But Hermione was there.  
  
As soon as I spotted her, I went over and sat next to her, dropping my books on the table. "Hey Hermione. Never would've thought YOU'D leave any homework for the last day of break," I said, opening a book.  
  
I could actually see her try to fight back those homicidal tendencies I knew were just dying to break free. "I'm not doing homework, I'm reading."  
  
I smirked. "See Hermione, I KNEW you'd like my Christmas present if you'd just give it a chance."  
  
"It's NOT that. It's Hogwarts, A History."  
  
I paused. "Sure. Just know, however moronic the REST of the student population is, you will never fool me. Know that."  
  
Hermione sighed. "You should seriously consider therapy."  
  
And that really stung. "Why do you HATE me so much, Hermione? It really hurts me!"  
  
"I don't hate you."  
  
I frowned. She acted like she did.  
  
However, she continued. "I just dislike you."  
  
I scowled. "That's just not cool. It's not like I'm ever mean to you or anything."  
  
"Well, I don't know if anyone has ever told you this, but.you are REALLY annoying."  
  
I shrugged, grinning. "I know. But that's just who I am. I bother people; it's what I do."  
  
Hermione rolled her eyes. "And you actually wonder why people don't like you. Why do you always HAVE to annoy everyone? Take," she paused, "Christmas, for example."  
  
I smirked.
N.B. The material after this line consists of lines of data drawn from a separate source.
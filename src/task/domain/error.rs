//! Error types for task domain validation and parsing.

use super::{TaskId, TaskStage};
use thiserror::Error;

/// Errors returned while constructing or mutating domain task values.
#[derive(Debug, Clone, Error, PartialEq, Eq)]
pub enum TaskDomainError {
    /// The task identifier is empty or contains whitespace.
    #[error("invalid task identifier '{0}'")]
    InvalidTaskId(String),

    /// The task name is empty after trimming.
    #[error("task name must not be empty")]
    EmptyTaskName,

    /// The requested stage change is not permitted from the current stage.
    #[error("task {task_id} cannot move from {from} to {to}")]
    InvalidStageTransition {
        /// Task being transitioned.
        task_id: TaskId,
        /// Current stage.
        from: TaskStage,
        /// Requested stage.
        to: TaskStage,
    },

    /// Staging needs either a destination task or a location.
    #[error("task {0} needs a destination or a location to be staged")]
    MissingStagingTarget(TaskId),

    /// Split names and descriptions differ in length.
    #[error("split needs matching names and descriptions, got {names} names and {descriptions} descriptions")]
    SplitLengthMismatch {
        /// Number of names supplied.
        names: usize,
        /// Number of descriptions supplied.
        descriptions: usize,
    },

    /// A split was requested with no parts.
    #[error("split needs at least one new task")]
    EmptySplit,

    /// A task was merged into itself.
    #[error("task {0} cannot be merged into itself")]
    SelfMerge(TaskId),

    /// A fan-out or fan-in was requested with no counterpart tasks.
    #[error("at least one counterpart task is required")]
    EmptyCounterparts,
}

/// Error returned while parsing task stages from persistence.
#[derive(Debug, Clone, Error, PartialEq, Eq)]
#[error("unknown task stage: {0}")]
pub struct ParseTaskStageError(pub String);

/// Error returned while parsing task statuses from persistence.
#[derive(Debug, Clone, Error, PartialEq, Eq)]
#[error("unknown task status: {0}")]
pub struct ParseTaskStatusError(pub String);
It was true, I really WAS annoying as hell! "You want to know the truth?"  
  
"Probably not, but tell me anyway."  
  
"I just kind of like pissing you off."  
  
Hermione shook her head in disdain. "I gathered that."  
  
I looked up at her. "Well, it's not like you really make it hard for me."  
  
She frowned, seemingly at a loss for words. I grinned. "Face it, Hermione. You just can't BEAT me. And yet, you continue to try."  
  
"It's worth a shot, isn't it?"  
  
I thought for a minute. "Well, not really."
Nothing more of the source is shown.